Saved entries
+ + +

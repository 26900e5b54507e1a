//! End-to-End Tests
//!
//! Runs the real tokio process runner against a shell script that mimics the
//! coverage CLI: `run` leaves a measurement file in the working directory and
//! `report` prints a table from it.

#![cfg(unix)]

use std::fs;
use std::os::unix::fs::PermissionsExt;
use std::path::{Path, PathBuf};
use std::sync::Arc;
use std::time::Duration;

use tempfile::TempDir;

use coverage_panel::{
    AnalysisConfig, AnalysisEvent, AnalysisFailure, AnalysisSession, Phase, ResultStore,
    ToolInfo, ToolLocator, TokioProcessRunner,
};

use crate::support::{events_until, python_file};

const FAKE_TOOL: &str = r#"#!/bin/sh
case "$1" in
  --version)
    echo "Coverage.py, version 7.4.0 with C extension"
    ;;
  run)
    case "$2" in
      *broken.py)
        echo "Traceback (most recent call last):" >&2
        exit 1
        ;;
      *slow.py)
        exec sleep 30
        ;;
      *daemon.py)
        sleep 6 &
        ;;
    esac
    echo "running $2"
    echo "$2" > .fake_coverage
    ;;
  report)
    if [ ! -f .fake_coverage ]; then
      echo "No data to report." >&2
      exit 1
    fi
    echo "Name      Stmts   Miss  Cover"
    echo "$(basename "$(cat .fake_coverage)")   4      1    75%"
    ;;
esac
"#;

fn install_fake_tool(dir: &Path) -> PathBuf {
    let path = dir.join("coverage");
    fs::write(&path, FAKE_TOOL).unwrap();
    fs::set_permissions(&path, fs::Permissions::from_mode(0o755)).unwrap();
    path
}

fn real_session(tools: &TempDir, data: &TempDir) -> AnalysisSession {
    let tool = install_fake_tool(tools.path());
    let store = ResultStore::new(data.path().join("coverage.results.json"), 10);
    let runner = TokioProcessRunner::new().with_kill_grace(Duration::from_secs(2));
    AnalysisSession::new(
        AnalysisConfig::default(),
        Some(ToolInfo::new("coverage", tool).with_version("7.4.0")),
        store,
        Arc::new(runner),
    )
}

#[tokio::test]
async fn test_analyze_real_processes() {
    let tools = TempDir::new().unwrap();
    let data = TempDir::new().unwrap();
    let project = TempDir::new().unwrap();
    let target = python_file(project.path(), "sample.py");

    let session = real_session(&tools, &data);
    let mut events = session.subscribe();
    session.analyze(&target).await.unwrap();

    let seen = events_until(&mut events, |e| {
        matches!(e, AnalysisEvent::ResultReady { .. }) || e.is_error()
    })
    .await;
    assert_eq!(
        seen.last(),
        Some(&AnalysisEvent::ResultReady {
            path: target.clone()
        })
    );

    let stored = session.get_result(&target).await.unwrap();
    assert!(stored.report.starts_with("Name      Stmts   Miss  Cover\n"));
    assert!(stored.report.contains("sample.py"));
    // The execute phase ran inside the project directory
    assert!(project.path().join(".fake_coverage").is_file());

    let reloaded = ResultStore::load(data.path().join("coverage.results.json"), 10);
    assert_eq!(reloaded.get(&target).unwrap().report, stored.report);
}

#[tokio::test]
async fn test_script_failure_surfaces_report_diagnostic() {
    let tools = TempDir::new().unwrap();
    let data = TempDir::new().unwrap();
    let project = TempDir::new().unwrap();
    let target = python_file(project.path(), "broken.py");

    let session = real_session(&tools, &data);
    let mut events = session.subscribe();
    session.analyze(&target).await.unwrap();

    let seen = events_until(&mut events, |e| e.is_error()).await;
    // Report still ran after the failing execute phase
    assert!(seen.contains(&AnalysisEvent::PhaseStarted {
        path: target.clone(),
        phase: Phase::Report
    }));
    match seen.last() {
        Some(AnalysisEvent::Error(AnalysisFailure::RuntimeFailure { diagnostic })) => {
            assert_eq!(diagnostic, "No data to report.\n");
        }
        other => panic!("unexpected event: {:?}", other),
    }
    assert!(session.get_result(&target).await.is_none());
}

#[tokio::test]
async fn test_background_child_does_not_hold_session() {
    let tools = TempDir::new().unwrap();
    let data = TempDir::new().unwrap();
    let project = TempDir::new().unwrap();
    let target = python_file(project.path(), "daemon.py");

    let session = real_session(&tools, &data);
    let mut events = session.subscribe();
    let started = std::time::Instant::now();
    session.analyze(&target).await.unwrap();

    let seen = events_until(&mut events, |e| {
        matches!(e, AnalysisEvent::ResultReady { .. }) || e.is_error()
    })
    .await;
    assert!(started.elapsed() < Duration::from_secs(4));
    assert_eq!(
        seen.last(),
        Some(&AnalysisEvent::ResultReady {
            path: target.clone()
        })
    );
    assert!(!session.is_running());
}

#[tokio::test]
async fn test_stop_kills_real_process() {
    let tools = TempDir::new().unwrap();
    let data = TempDir::new().unwrap();
    let project = TempDir::new().unwrap();
    let target = python_file(project.path(), "slow.py");

    let session = real_session(&tools, &data);
    let mut events = session.subscribe();
    session.analyze(&target).await.unwrap();
    events_until(&mut events, |e| matches!(e, AnalysisEvent::PhaseStarted { .. })).await;

    let started = std::time::Instant::now();
    assert!(session.stop().await);
    assert!(started.elapsed() < Duration::from_secs(10));
    assert!(!session.is_running());
    assert!(session.get_result(&target).await.is_none());
}

#[tokio::test]
async fn test_probe_version_of_fake_tool() {
    let tools = TempDir::new().unwrap();
    let tool = install_fake_tool(tools.path());

    let version = ToolLocator::new().probe_version(&tool).await;
    assert_eq!(version.as_deref(), Some("7.4.0"));
}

+ + +

Problem to work on
Copy all the entries verbatim.

Answer area
repository 26900e5b54507e1a
//! End-to-End Tests
//!
//! Runs the real tokio process runner against a shell script that mimics the
//! coverage CLI: `run` leaves a measurement file in the working directory and
//! `report` prints a table from it.

#![cfg(unix)]

use std::fs;
use std::os::unix::fs::PermissionsExt;
use std::path::{Path, PathBuf};
use std::sync::Arc;
use std::time::Duration;

use tempfile::TempDir;

use coverage_panel::{
    AnalysisConfig, AnalysisEvent, AnalysisFailure, AnalysisSession, Phase, ResultStore,
    ToolInfo, ToolLocator, TokioProcessRunner,
};

use crate::support::{events_until, python_file};

const FAKE_TOOL: &str = r#"#!/bin/sh
case "$1" in
  --version)
    echo "Coverage.py, version 7.4.0 with C extension"
    ;;
  run)
    case "$2" in
      *broken.py)
        echo "Traceback (most recent call last):" >&2
        exit 1
        ;;
      *slow.py)
        exec sleep 30
        ;;
      *daemon.py)
        sleep 6 &
        ;;
    esac
    echo "running $2"
    echo "$2" > .fake_coverage
    ;;
  report)
    if [ ! -f .fake_coverage ]; then
      echo "No data to report." >&2
      exit 1
    fi
    echo "Name      Stmts   Miss  Cover"
    echo "$(basename "$(cat .fake_coverage)")   4      1    75%"
    ;;
esac
"#;

fn install_fake_tool(dir: &Path) -> PathBuf {
    let path = dir.join("coverage");
    fs::write(&path, FAKE_TOOL).unwrap();
    fs::set_permissions(&path, fs::Permissions::from_mode(0o755)).unwrap();
    path
}

fn real_session(tools: &TempDir, data: &TempDir) -> AnalysisSession {
    let tool = install_fake_tool(tools.path());
    let store = ResultStore::new(data.path().join("coverage.results.json"), 10);
    let runner = TokioProcessRunner::new().with_kill_grace(Duration::from_secs(2));
    AnalysisSession::new(
        AnalysisConfig::default(),
        Some(ToolInfo::new("coverage", tool).with_version("7.4.0")),
        store,
        Arc::new(runner),
    )
}

#[tokio::test]
async fn test_analyze_real_processes() {
    let tools = TempDir::new().unwrap();
    let data = TempDir::new().unwrap();
    let project = TempDir::new().unwrap();
    let target = python_file(project.path(), "sample.py");

    let session = real_session(&tools, &data);
    let mut events = session.subscribe();
    session.analyze(&target).await.unwrap();

    let seen = events_until(&mut events, |e| {
        matches!(e, AnalysisEvent::ResultReady { .. }) || e.is_error()
    })
    .await;
    assert_eq!(
        seen.last(),
        Some(&AnalysisEvent::ResultReady {
            path: target.clone()
        })
    );

    let stored = session.get_result(&target).await.unwrap();
    assert!(stored.report.starts_with("Name      Stmts   Miss  Cover\n"));
    assert!(stored.report.contains("sample.py"));
    // The execute phase ran inside the project directory
    assert!(project.path().join(".fake_coverage").is_file());

    let reloaded = ResultStore::load(data.path().join("coverage.results.json"), 10);
    assert_eq!(reloaded.get(&target).unwrap().report, stored.report);
}

#[tokio::test]
async fn test_script_failure_surfaces_report_diagnostic() {
    let tools = TempDir::new().unwrap();
    let data = TempDir::new().unwrap();
    let project = TempDir::new().unwrap();
    let target = python_file(project.path(), "broken.py");

    let session = real_session(&tools, &data);
    let mut events = session.subscribe();
    session.analyze(&target).await.unwrap();

    let seen = events_until(&mut events, |e| e.is_error()).await;
    // Report still ran after the failing execute phase
    assert!(seen.contains(&AnalysisEvent::PhaseStarted {
        path: target.clone(),
        phase: Phase::Report
    }));
    match seen.last() {
        Some(AnalysisEvent::Error(AnalysisFailure::RuntimeFailure { diagnostic })) => {
            assert_eq!(diagnostic, "No data to report.\n");
        }
        other => panic!("unexpected event: {:?}", other),
    }
    assert!(session.get_result(&target).await.is_none());
}

#[tokio::test]
async fn test_background_child_does_not_hold_session() {
    let tools = TempDir::new().unwrap();
    let data = TempDir::new().unwrap();
    let project = TempDir::new().unwrap();
    let target = python_file(project.path(), "daemon.py");

    let session = real_session(&tools, &data);
    let mut events = session.subscribe();
    let started = std::time::Instant::now();
    session.analyze(&target).await.unwrap();

    let seen = events_until(&mut events, |e| {
        matches!(e, AnalysisEvent::ResultReady { .. }) || e.is_error()
    })
    .await;
    assert!(started.elapsed() < Duration::from_secs(4));
    assert_eq!(
        seen.last(),
        Some(&AnalysisEvent::ResultReady {
            path: target.clone()
        })
    );
    assert!(!session.is_running());
}

#[tokio::test]
async fn test_stop_kills_real_process() {
    let tools = TempDir::new().unwrap();
    let data = TempDir::new().unwrap();
    let project = TempDir::new().unwrap();
    let target = python_file(project.path(), "slow.py");

    let session = real_session(&tools, &data);
    let mut events = session.subscribe();
    session.analyze(&target).await.unwrap();
    events_until(&mut events, |e| matches!(e, AnalysisEvent::PhaseStarted { .. })).await;

    let started = std::time::Instant::now();
    assert!(session.stop().await);
    assert!(started.elapsed() < Duration::from_secs(10));
    assert!(!session.is_running());
    assert!(session.get_result(&target).await.is_none());
}

#[tokio::test]
async fn test_probe_version_of_fake_tool() {
    let tools = TempDir::new().unwrap();
    let tool = install_fake_tool(tools.path());

    let version = ToolLocator::new().probe_version(&tool).await;
    assert_eq!(version.as_deref(), Some("7.4.0"));
}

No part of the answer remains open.